_THE TASK:_ Look through the entries and report how many lines include the word "AppConfig". Give the number alone.

_TASK MATERIAL:_
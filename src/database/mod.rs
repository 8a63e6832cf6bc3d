pub mod collections;
pub mod connection;

use std::sync::Arc;

use crate::config::{AppConfig, StoreBackend};
use crate::errors::{AppError, Result};
use crate::store::{DocumentStore, MemoryStore, MongoStore};

/// Build the store client selected by configuration. The returned handle is
/// shared by every component through `AppState`.
pub async fn connect_store(config: &AppConfig) -> Result<Arc<dyn DocumentStore>> {
    match config.store_backend {
        StoreBackend::Mongo => {
            let url = config
                .database_url
                .as_deref()
                .ok_or_else(|| AppError::configuration("DATABASE_URL must be set"))?;
            let (client, db) = connection::get_db_client(url, &config.database_name).await?;
            Ok(Arc::new(MongoStore::new(client, db)))
        }
        StoreBackend::Memory => {
            tracing::warn!("⚠️ Using in-memory store, data is lost on restart");
            Ok(Arc::new(MemoryStore::new()))
        }
    }
}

_EXERCISE OUTPUT:_ 2